- [PROBLEM REQUIREMENTS]
For the word "None", count the lines of the records that hold it, and give only that number.

PROVIDED ENTRIES below:

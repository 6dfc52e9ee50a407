//! Renderer-agnostic scene description.
//!
//! Environments never draw. [`Env::scene`](crate::Env::scene) reports the
//! current state as a flat list of primitives in logical canvas coordinates
//! (origin bottom-left, y up, sized by `render_size`) for an external
//! renderer to rasterize.

use glam::DVec2;
use serde::Serialize;

#[derive(Copy, Clone, Debug, PartialEq, Serialize)]
pub struct Color {
    pub r: f32,
    pub g: f32,
    pub b: f32,
}

impl Color {
    pub const BLACK: Self = Self::rgb(0.0, 0.0, 0.0);
    pub const WHITE: Self = Self::rgb(1.0, 1.0, 1.0);

    #[must_use]
    pub const fn rgb(r: f32, g: f32, b: f32) -> Self {
        Self { r, g, b }
    }
}

#[derive(Clone, Debug, PartialEq, Serialize)]
#[serde(tag = "shape", rename_all = "snake_case")]
pub enum Shape {
    Circle {
        #[serde(with = "vec2")]
        center: DVec2,
        radius: f64,
        color: Color,
        /// Stroke width, or `None` for a filled disc
        outline: Option<f64>,
    },
    Line {
        #[serde(with = "vec2")]
        from: DVec2,
        #[serde(with = "vec2")]
        to: DVec2,
        width: f64,
        color: Color,
    },
    Rect {
        #[serde(with = "vec2")]
        center: DVec2,
        #[serde(with = "vec2")]
        size: DVec2,
        /// Rotation about the centre, radians
        angle: f64,
        color: Color,
    },
}

#[derive(Clone, Debug, PartialEq, Serialize)]
pub struct Scene {
    pub width: f64,
    pub height: f64,
    pub background: Color,
    pub shapes: Vec<Shape>,
}

impl Scene {
    #[must_use]
    pub fn new((width, height): (f64, f64), background: Color) -> Self {
        Self {
            width,
            height,
            background,
            shapes: Vec::new(),
        }
    }

    pub fn circle(&mut self, center: DVec2, radius: f64, color: Color) {
        self.shapes.push(Shape::Circle {
            center,
            radius,
            color,
            outline: None,
        });
    }

    pub fn ring(&mut self, center: DVec2, radius: f64, width: f64, color: Color) {
        self.shapes.push(Shape::Circle {
            center,
            radius,
            color,
            outline: Some(width),
        });
    }

    pub fn line(&mut self, from: DVec2, to: DVec2, width: f64, color: Color) {
        self.shapes.push(Shape::Line { from, to, width, color });
    }

    pub fn rect(&mut self, center: DVec2, size: DVec2, angle: f64, color: Color) {
        self.shapes.push(Shape::Rect {
            center,
            size,
            angle,
            color,
        });
    }
}

mod vec2 {
    use glam::DVec2;
    use serde::Serializer;

    pub(super) fn serialize<S: Serializer>(v: &DVec2, serializer: S) -> Result<S::Ok, S::Error> {
        serializer.collect_seq([v.x, v.y])
    }
}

End of PROVIDED ENTRIES.

- [RESULT OF THE TASK]
2